Pension Benefit Information Notifies TIAA of MOVEit Data Breach Affecting Over 2.6 Million
LinkedIn
Facebook
Twitter
Send
Embed
On July 14, 2023, Teachers Insurance and Annuity Association of America (“TIAA”) filed a notice of data breach with the Attorney General of Maine after discovering that MOVEit, a file transfer program used by one of TIAA’s vendors, contained a vulnerability allowing unauthorized actors to access confidential information. In this notice, TIAA explains that the incident resulted in an unauthorized party being able to access consumers’ sensitive information, which includes their names and Social Security numbers. Upon completing its investigation, TIAA began sending out data breach notification letters to all individuals whose information was affected by the recent data security incident.

If you received a data breach notification from Teachers Insurance and Annuity Association of America, it is essential you understand what is at risk and what you can do about it.

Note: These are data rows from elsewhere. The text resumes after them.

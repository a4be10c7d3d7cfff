//! Storage key extraction
//!
//! Image rows store full object URLs. Two addressing styles are in use:
//!
//! - virtual-hosted: `https://<bucket>.s3.<region>.amazonaws.com/<key>`
//! - path-style (MinIO, local S3 gateways): `http://host:9000/<bucket>/<key>`
//!
//! A host containing `s3` is treated as virtual-hosted.

use url::Url;

use crate::error::{Result, VstageError};

/// Extract the object key from a stored image URL.
///
/// # Examples
///
/// ```
/// use vstage_common::keys::extract_key;
///
/// assert_eq!(
///     extract_key("https://bucket.s3.us-west-2.amazonaws.com/path/to/file.png").unwrap(),
///     "path/to/file.png"
/// );
/// ```
pub fn extract_key(raw_url: &str) -> Result<String> {
    let url = Url::parse(raw_url).map_err(|e| VstageError::InvalidUrl(e.to_string()))?;

    let path = urlencoding::decode(url.path())
        .map_err(|e| VstageError::InvalidUrl(e.to_string()))?;
    let path = path.trim_start_matches('/');
    if path.is_empty() {
        return Err(VstageError::EmptyUrlPath);
    }

    let host = url.host_str().unwrap_or_default();
    if host.contains("s3") {
        return Ok(path.to_string());
    }

    // First segment is the bucket
    match path.split_once('/') {
        Some((_bucket, key)) if !key.is_empty() => Ok(key.to_string()),
        _ => Err(VstageError::PathStyleKey),
    }
}

#[cfg(test)]
#[allow(clippy::unwrap_used)]
mod tests {
    use super::*;

    #[test]
    fn test_virtual_hosted_style() {
        assert_eq!(
            extract_key("https://bucket.s3.us-west-2.amazonaws.com/path/to/file.png").unwrap(),
            "path/to/file.png"
        );
        assert_eq!(
            extract_key("https://bucket.s3.amazonaws.com/file.png").unwrap(),
            "file.png"
        );
    }

    #[test]
    fn test_path_style() {
        assert_eq!(
            extract_key("http://localhost:9000/bucket/uploads/test.jpg").unwrap(),
            "uploads/test.jpg"
        );
        assert_eq!(
            extract_key("http://minio.internal/staging/p/1/staged/room.webp").unwrap(),
            "p/1/staged/room.webp"
        );
    }

    #[test]
    fn test_empty_path() {
        let err = extract_key("https://bucket.s3.amazonaws.com/").unwrap_err();
        assert_eq!(err, VstageError::EmptyUrlPath);
        assert_eq!(err.to_string(), "empty path in URL");
    }

    #[test]
    fn test_path_style_without_key() {
        let err = extract_key("http://localhost:9000/bucket").unwrap_err();
        assert_eq!(err, VstageError::PathStyleKey);
        assert_eq!(err.to_string(), "cannot extract key from path-style URL");

        assert_eq!(
            extract_key("http://localhost:9000/bucket/").unwrap_err(),
            VstageError::PathStyleKey
        );
    }

    #[test]
    fn test_percent_encoded_key_is_decoded() {
        assert_eq!(
            extract_key("http://localhost:9000/bucket/uploads/living%20room.jpg").unwrap(),
            "uploads/living room.jpg"
        );
    }

    #[test]
    fn test_unparseable_url() {
        let err = extract_key("not a url").unwrap_err();
        assert!(matches!(err, VstageError::InvalidUrl(_)));
    }

    #[test]
    fn test_query_string_is_not_part_of_key() {
        assert_eq!(
            extract_key("https://bucket.s3.amazonaws.com/a/b.png?X-Amz-Expires=60").unwrap(),
            "a/b.png"
        );
    }
}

While TIAA didn’t use MOVEit, Pension Benefit Information, a third-party vendor used by TIAA, used the program to transfer confidential information provided to TIAA. This necessarily exposes affected parties to an increased risk of identity theft and other frauds. A data breach lawyer can help you learn more about how to protect yourself from becoming a victim of fraud or identity theft as well as discuss your legal options following the TIAA data breach. For more information, please see our recent piece on the topic here.

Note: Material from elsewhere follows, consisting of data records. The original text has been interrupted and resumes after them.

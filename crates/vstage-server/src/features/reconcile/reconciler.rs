//! Storage reconciler
//!
//! Audits a batch of image rows against object storage. Every row becomes one
//! task; a semaphore admits at most `concurrency` of them at a time, and the
//! pass returns once all tasks have finished.
//!
//! Anything that prevents confirming an object (bad URL, probe error, plain
//! not-found) counts as missing. Rows are repaired independently: a failed
//! corrective write is logged and skipped without affecting its siblings.

use std::sync::Arc;
use tokio::sync::{Mutex, Semaphore};
use tokio::task::JoinSet;
use tracing::{debug, info, warn};
use vstage_common::keys::extract_key;

use super::types::{
    ImageCorrector, ImageLister, ObjectProbe, ReconcileError, ReconcileExample, ReconcileOptions,
    ReconcileResult, ORIGINAL_MISSING, STAGED_MISSING,
};
use crate::models::Image;

/// Batch auditor for image/object drift
#[derive(Clone)]
pub struct Reconciler {
    lister: Arc<dyn ImageLister>,
    probe: Arc<dyn ObjectProbe>,
    corrector: Arc<dyn ImageCorrector>,
}

impl Reconciler {
    pub fn new(
        lister: Arc<dyn ImageLister>,
        probe: Arc<dyn ObjectProbe>,
        corrector: Arc<dyn ImageCorrector>,
    ) -> Self {
        Self {
            lister,
            probe,
            corrector,
        }
    }

    /// Run one reconciliation pass
    ///
    /// # Errors
    ///
    /// - `InvalidProjectId` / `InvalidCursor` before any I/O
    /// - `List` when the candidate query fails
    ///
    /// Per-row failures never surface here; they show up in the counters.
    #[tracing::instrument(skip(self, options), fields(dry_run = options.dry_run, limit = options.limit))]
    pub async fn reconcile(
        &self,
        options: ReconcileOptions,
    ) -> Result<ReconcileResult, ReconcileError> {
        let filter = options.to_filter()?;
        let concurrency = options.effective_concurrency();

        let images = self
            .lister
            .list_images(&filter)
            .await
            .map_err(ReconcileError::List)?;

        let listed = images.len();
        let next_cursor = if listed as i64 == filter.limit {
            images.last().map(|image| image.id.to_string())
        } else {
            None
        };

        debug!(listed, concurrency, "Dispatching reconcile units");

        let tally = Arc::new(Mutex::new(ReconcileResult::new(options.dry_run)));
        let permits = Arc::new(Semaphore::new(concurrency));
        let mut units = JoinSet::new();

        for image in images {
            let unit = Unit {
                probe: Arc::clone(&self.probe),
                corrector: Arc::clone(&self.corrector),
                tally: Arc::clone(&tally),
                dry_run: options.dry_run,
            };
            let permits = Arc::clone(&permits);

            units.spawn(async move {
                let Ok(_permit) = permits.acquire_owned().await else {
                    return;
                };
                unit.check(image).await;
            });
        }

        while let Some(joined) = units.join_next().await {
            if let Err(e) = joined {
                warn!(error = %e, "Reconcile unit did not complete");
            }
        }

        let mut result = tally.lock().await.clone();
        result.checked = listed as u64;
        result.next_cursor = next_cursor;

        info!(
            checked = result.checked,
            missing_original = result.missing_original,
            missing_staged = result.missing_staged,
            updated = result.updated,
            dry_run = result.dry_run,
            "Reconciliation pass finished"
        );

        Ok(result)
    }
}

/// Per-row work, holding only shared handles
struct Unit {
    probe: Arc<dyn ObjectProbe>,
    corrector: Arc<dyn ImageCorrector>,
    tally: Arc<Mutex<ReconcileResult>>,
    dry_run: bool,
}

impl Unit {
    async fn check(&self, image: Image) {
        let original_missing = !self.object_present(&image.original_url).await;

        let staged_missing = match image.staged_url.as_deref() {
            Some(url) if image.expects_staged_object() => !self.object_present(url).await,
            _ => false,
        };

        let message = if original_missing {
            Some(ORIGINAL_MISSING)
        } else if staged_missing {
            Some(STAGED_MISSING)
        } else {
            None
        };

        {
            let mut tally = self.tally.lock().await;
            if original_missing {
                tally.missing_original += 1;
            }
            if staged_missing {
                tally.missing_staged += 1;
            }
            if let Some(message) = message {
                tally.record_example(ReconcileExample {
                    image_id: image.id,
                    status: image.status,
                    error: message.to_string(),
                });
            }
        }

        let Some(message) = message else {
            return;
        };

        if self.dry_run {
            debug!(image_id = %image.id, reason = message, "Dry run, skipping correction");
            return;
        }

        match self.corrector.mark_error(image.id, message).await {
            Ok(()) => {
                self.tally.lock().await.updated += 1;
            },
            Err(e) => {
                warn!(image_id = %image.id, error = %e, "Failed to apply corrective status");
            },
        }
    }

    /// `false` whenever presence cannot be confirmed
    async fn object_present(&self, url: &str) -> bool {
        let key = match extract_key(url) {
            Ok(key) => key,
            Err(e) => {
                debug!(url, error = %e, "Cannot derive storage key");
                return false;
            },
        };

        match self.probe.object_exists(&key).await {
            Ok(found) => found,
            Err(e) => {
                debug!(key = %key, error = %e, "Existence probe failed");
                false
            },
        }
    }
}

What Caused the Data Breach Affecting TIAA and Its Customers?
The TIAA / PBI data breach was only recently announced, and more information is expected in the near future. However, TIAA’s filing with the Attorney General of Maine provides some important information on what led up to the breach. According to this source, TIAA relies on certain services provided by other organizations. One of these companies is Pension Benefit Information. To allow PBI to perform these services, TIAA provides PBI with certain confidential information belonging to those who have a relationship with TIAA.

On May 31, 2023, Progress Software, the creator of MOVEit, announced a zero-day vulnerability within the MOVEit program. This vulnerability enabled hackers to access organizations’ MOVEit servers, including PBI’s. Because PBI was in possession of confidential information provided to the company by TIAA, certain individuals who have a relationship with TIAA had their information exposed to unauthorized access.

After learning that sensitive consumer data was accessible to an unauthorized party, PBI reviewed the compromised files to determine what information was leaked and which consumers were impacted. While the breached information varies depending on the individual, it may include your name and Social Security number. PBI then informed TIAA of the incident.

On July 14, 2023, TIAA sent out data breach letters to anyone who was affected by the recent data security incident. Again, none of TIAA’s computer systems were affected by the PBI data breach; all leaked information was stored on PBI’s MOVEit server.

More Information About Teachers Insurance and Annuity Association of America
Founded in 1918 and based in New York City, New York, the Teachers Insurance and Annuity Association of America is a provider of financial services in the academic, research, medical, cultural and governmental fields. TIAA operates its major operations out of offices in Denver, Colorado; Charlotte, North Carolina; and Dallas, Texas. TIAA employs more than 15,800 people and generates approximately $40 billion in annual revenue.